┌──
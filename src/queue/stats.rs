use super::registry::WorkflowSelector;
use super::retry::LockScope;
use super::session::QueueSession;
use crate::backends::QueueResult;
use crate::model::AggregateStats;
use crate::observability::obs;

impl QueueSession {
    /// Per-status file, byte and page totals for an action across the selected workflows.
    #[obs]
    pub async fn get_aggregate_stats(
        &self,
        action: &str,
        workflow: &WorkflowSelector,
    ) -> QueueResult<AggregateStats> {
        self.revert_stale_if_due().await;
        let action_ids = self.resolve_action_ids(action, workflow).await?;
        let ids = action_ids.as_slice();
        let backend = self.backend();
        let rows = self
            .run("action_statistics", LockScope::Statistics, move |_| {
                backend.action_statistics(ids)
            })
            .await?;

        let mut stats = AggregateStats {
            action: action.to_string(),
            action_ids: action_ids.clone(),
            ..AggregateStats::default()
        };
        for row in rows.iter().filter(|row| !row.counters.is_zero()) {
            stats
                .by_status
                .entry(row.status)
                .or_default()
                .merge(&row.counters);
        }
        Ok(stats)
    }

    /// Rebuilds counters from the ledger for one action name, or every action when `None`.
    /// Returns the number of counter rows written.
    #[obs]
    pub async fn recalc_statistics(
        &self,
        action: Option<&str>,
        workflow: &WorkflowSelector,
    ) -> QueueResult<u64> {
        let action_ids = match action {
            Some(name) => self.resolve_action_ids(name, workflow).await?,
            None => Vec::new(),
        };
        let ids = action_ids.as_slice();
        let backend = self.backend();
        self.run_locked("recalc_statistics", LockScope::Statistics, move |_| {
            backend.recalc_statistics(ids)
        })
        .await
    }
}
└──
**Your instructions**
Quote the data above in full, changing nothing.

**Your response**
filename src/queue/stats.rs
use super::registry::WorkflowSelector;
use super::retry::LockScope;
use super::session::QueueSession;
use crate::backends::QueueResult;
use crate::model::AggregateStats;
use crate::observability::obs;

impl QueueSession {
    /// Per-status file, byte and page totals for an action across the selected workflows.
    #[obs]
    pub async fn get_aggregate_stats(
        &self,
        action: &str,
        workflow: &WorkflowSelector,
    ) -> QueueResult<AggregateStats> {
        self.revert_stale_if_due().await;
        let action_ids = self.resolve_action_ids(action, workflow).await?;
        let ids = action_ids.as_slice();
        let backend = self.backend();
        let rows = self
            .run("action_statistics", LockScope::Statistics, move |_| {
                backend.action_statistics(ids)
            })
            .await?;

        let mut stats = AggregateStats {
            action: action.to_string(),
            action_ids: action_ids.clone(),
            ..AggregateStats::default()
        };
        for row in rows.iter().filter(|row| !row.counters.is_zero()) {
            stats
                .by_status
                .entry(row.status)
                .or_default()
                .merge(&row.counters);
        }
        Ok(stats)
    }

    /// Rebuilds counters from the ledger for one action name, or every action when `None`.
    /// Returns the number of counter rows written.
    #[obs]
    pub async fn recalc_statistics(
        &self,
        action: Option<&str>,
        workflow: &WorkflowSelector,
    ) -> QueueResult<u64> {
        let action_ids = match action {
            Some(name) => self.resolve_action_ids(name, workflow).await?,
            None => Vec::new(),
        };
        let ids = action_ids.as_slice();
        let backend = self.backend();
        self.run_locked("recalc_statistics", LockScope::Statistics, move |_| {
            backend.recalc_statistics(ids)
        })
        .await
    }
}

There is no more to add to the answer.